Like many small-town newspapers, the Edgerton Reporter has an aging readership and depends on households with children to spark interest in subscribing because of the school coverage.

Located 30 miles south of Madison and about 120 miles northwest of Chicago, Edgerton has the feel of a bedroom community.

The town was once known as a drive-by community, but in the advent of remote working and the longing for a good quality of life in small towns, people are stopping and even sticking around a while, buying homes and enjoying the area’s natural beauty.

“We have a lot of lakes around us, and our area has prospered because the Chicago tourists have started staying around here,” Everson said.

For 47 years, the Edgerton Reporter published an award-winning Lakes Edition — a tabloid for tourists filled with information about places to go, things to do, interesting features and history. It covered a 70-mile circumference and averaged around 120 pages.

“It brought in badly needed revenue for us because the tourists had money to spend, and our businesses wanted a piece of that spending,” she said. “We could sell advertising in the towns around us, and that was good.”

Everson stopped publishing the Lakes Edition during the pandemic and hasn’t had the manpower to start it back up. She’s hoping to revive it next year.

Today, the Edgerton Reporter is published on Thursdays, and its circulation is 1,800. Everson also publishes the Edgerton Advertiser, a shopper, and mails it to 5,000 non–subscribing households each week. Occasionally, she sends the whole newspaper to the entire mailing list, and that usually brings in new subscribers.

It also helps that she delivers a personal touch to each subscriber by writing a note on their subscription renewals.
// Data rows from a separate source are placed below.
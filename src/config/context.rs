//! Named-environment context store.
//!
//! The context file (`edgestack.context.yaml`) maps environment names to
//! [`EnvironmentConfig`] records. The store is read exactly once per build;
//! requesting an environment that has no record aborts the build before any
//! resource descriptor is composed.

use crate::error::{ConfigError, EdgestackError, Result};
use indexmap::IndexMap;
use serde::{Deserialize, Serialize};
use std::path::Path;
use tracing::{debug, info};

use super::spec::EnvironmentConfig;

/// Environment name used when none is selected explicitly.
pub const DEFAULT_ENVIRONMENT: &str = "production";

/// Environment variable selecting the configuration name.
pub const ENV_VAR_ENVIRONMENT: &str = "EDGESTACK_ENV";

/// Environment variable carrying the target account identifier.
pub const ENV_VAR_ACCOUNT: &str = "EDGESTACK_ACCOUNT";

/// Deployment region. CloudFront-scoped WAF resources must live in
/// `us-east-1`, so the region is not configurable.
pub const REGION: &str = "us-east-1";

/// Context file names to search for, in order.
pub const DEFAULT_CONTEXT_FILES: &[&str] = &[
    "edgestack.context.yaml",
    "edgestack.context.yml",
    "context.yaml",
    "context.yml",
];

/// Keyed lookup of environment name to configuration record.
#[derive(Debug, Clone, Default, Serialize, Deserialize, PartialEq, Eq)]
pub struct ContextStore {
    /// Environment records keyed by name.
    #[serde(default)]
    pub environments: IndexMap<String, EnvironmentConfig>,
}

impl ContextStore {
    /// Loads the context store from a YAML file.
    ///
    /// # Errors
    ///
    /// Returns an error if the file cannot be read or parsed.
    pub fn load_file(path: impl AsRef<Path>) -> Result<Self> {
        let path = path.as_ref();
        info!("Loading context from: {}", path.display());

        if !path.exists() {
            return Err(EdgestackError::Config(ConfigError::FileNotFound {
                path: path.to_path_buf(),
            }));
        }

        let content = std::fs::read_to_string(path).map_err(|e| {
            EdgestackError::Config(ConfigError::ParseError {
                message: format!("Failed to read file: {e}"),
                location: Some(path.display().to_string()),
            })
        })?;

        Self::parse_yaml(&content, Some(path))
    }

    /// Parses a context store from a YAML string.
    ///
    /// # Errors
    ///
    /// Returns an error if the YAML is invalid.
    pub fn parse_yaml(content: &str, source: Option<&Path>) -> Result<Self> {
        debug!("Parsing YAML context");

        let store: Self = serde_yaml::from_str(content).map_err(|e| {
            let location = source.map(|p| p.display().to_string());
            EdgestackError::Config(ConfigError::ParseError {
                message: format!("YAML parse error: {e}"),
                location,
            })
        })?;

        debug!("Parsed context with {} environment(s)", store.environments.len());
        Ok(store)
    }

    /// Resolves the configuration record for an environment name.
    ///
    /// # Errors
    ///
    /// Returns [`ConfigError::EnvironmentNotFound`] if no record exists for
    /// the requested name. This is fatal: there is no fallback and no partial
    /// result.
    pub fn resolve(&self, name: &str) -> Result<&EnvironmentConfig> {
        self.environments.get(name).ok_or_else(|| {
            EdgestackError::Config(ConfigError::EnvironmentNotFound {
                name: name.to_string(),
            })
        })
    }

    /// Returns the environment names in declaration order.
    #[must_use]
    pub fn environment_names(&self) -> Vec<&str> {
        self.environments.keys().map(String::as_str).collect()
    }

    /// Returns true if the store contains no environments.
    #[must_use]
    pub fn is_empty(&self) -> bool {
        self.environments.is_empty()
    }
}

/// Returns the selected environment name.
///
/// Precedence: explicit CLI value, then `EDGESTACK_ENV`, then
/// [`DEFAULT_ENVIRONMENT`].
#[must_use]
pub fn selected_environment(explicit: Option<&str>) -> String {
    explicit.map_or_else(
        || std::env::var(ENV_VAR_ENVIRONMENT).unwrap_or_else(|_| DEFAULT_ENVIRONMENT.to_string()),
        ToString::to_string,
    )
}

/// Returns the target account identifier from the environment, if set.
#[must_use]
pub fn account_id() -> Option<String> {
    std::env::var(ENV_VAR_ACCOUNT).ok()
}

/// Loads the `.env` file next to the context file, if present.
///
/// # Errors
///
/// Returns an error if the `.env` file exists but cannot be loaded.
pub fn load_dotenv(base_dir: impl AsRef<Path>) -> Result<()> {
    let env_path = base_dir.as_ref().join(".env");

    if env_path.exists() {
        info!("Loading environment from: {}", env_path.display());
        dotenvy::from_path(&env_path).map_err(|e| {
            EdgestackError::Config(ConfigError::ParseError {
                message: format!("Failed to load .env file: {e}"),
                location: Some(env_path.display().to_string()),
            })
        })?;
    } else {
        debug!(".env file not found at: {}", env_path.display());
    }

    Ok(())
}

/// Finds the context file in the given directory or its parents.
///
/// # Errors
///
/// Returns an error if no context file is found.
pub fn find_context_file(start_dir: impl AsRef<Path>) -> Result<std::path::PathBuf> {
    let start = start_dir.as_ref();
    let mut current = start.to_path_buf();

    loop {
        for filename in DEFAULT_CONTEXT_FILES {
            let context_path = current.join(filename);
            if context_path.exists() {
                info!("Found context file: {}", context_path.display());
                return Ok(context_path);
            }
        }

        if !current.pop() {
            break;
        }
    }

    Err(EdgestackError::Config(ConfigError::FileNotFound {
        path: start.join(DEFAULT_CONTEXT_FILES[0]),
    }))
}

#[cfg(test)]
mod tests {
    use super::*;

    const SAMPLE_CONTEXT: &str = r#"
environments:
  production:
    resource_name: web-prod
    origin_domain: origin.example.com
    log_bucket: web-prod-logs
    managed_rules:
      - AWSManagedRulesCommonRuleSet
  staging:
    resource_name: web-stg
    origin_domain: origin-stg.example.com
    log_bucket: web-stg-logs
"#;

    #[test]
    fn test_parse_context() {
        let store = ContextStore::parse_yaml(SAMPLE_CONTEXT, None).unwrap();
        assert_eq!(store.environment_names(), vec!["production", "staging"]);

        let prod = store.resolve("production").unwrap();
        assert_eq!(prod.resource_name, "web-prod");
        assert_eq!(prod.managed_rules, vec!["AWSManagedRulesCommonRuleSet"]);
        assert!(!prod.log_removal);
    }

    #[test]
    fn test_absent_environment_aborts() {
        let store = ContextStore::parse_yaml(SAMPLE_CONTEXT, None).unwrap();
        let err = store.resolve("qa").unwrap_err();
        assert!(err.is_missing_environment());
        assert!(err.to_string().contains("qa"));
    }

    #[test]
    fn test_selected_environment_precedence() {
        assert_eq!(selected_environment(Some("staging")), "staging");
    }

    #[test]
    fn test_default_environment() {
        // Explicit beats the default; without either the fixed literal wins.
        assert_eq!(DEFAULT_ENVIRONMENT, "production");
    }

    #[test]
    fn test_load_file_not_found() {
        let dir = tempfile::tempdir().unwrap();
        let err = ContextStore::load_file(dir.path().join("missing.yaml")).unwrap_err();
        assert!(matches!(
            err,
            EdgestackError::Config(ConfigError::FileNotFound { .. })
        ));
    }

    #[test]
    fn test_find_context_file_in_parent() {
        let dir = tempfile::tempdir().unwrap();
        let nested = dir.path().join("a").join("b");
        std::fs::create_dir_all(&nested).unwrap();
        std::fs::write(dir.path().join("edgestack.context.yaml"), SAMPLE_CONTEXT).unwrap();

        let found = find_context_file(&nested).unwrap();
        assert_eq!(found, dir.path().join("edgestack.context.yaml"));
    }
}
//! CLI module for the edgestack tool.
//!
//! This module provides the command-line interface for validating
//! environment configurations and synthesizing stack templates.

mod commands;
mod output;

pub use commands::{Cli, Commands, OutputFormat, StackKind};
pub use output::{OutputFormatter, OutputSummary, ResourceSummary, SynthSummary};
“If I know them personally, I’ll write a personal note and thank them for their subscription,” she said. “And I think that’s helped us retain more subscribers.”
As in many towns with local newspapers, readers always want more news than there’s room for, Everson says.

“And especially if they have heard about a bit of news by word of mouth, they want to read about it,” she said.

School news rules, whether it’s sports, school plays, debates, spelling bees or the 4-H. Readers can find it all in the pages of the Edgerton Reporter.
As the newspaper’s 150th anniversary looms on the horizon, Everson reflects on her role cultivating a legacy in her community.

“I see the newspaper as being like a farm,” she said. “Yes, you may own it, but you’re really a steward of it, and you’re taking care of it like you take care of the land. We take care of the community by covering the news and providing an advertising vehicle for our businesses, and we provide information for the readers so they can make choices about things happening in their lives.”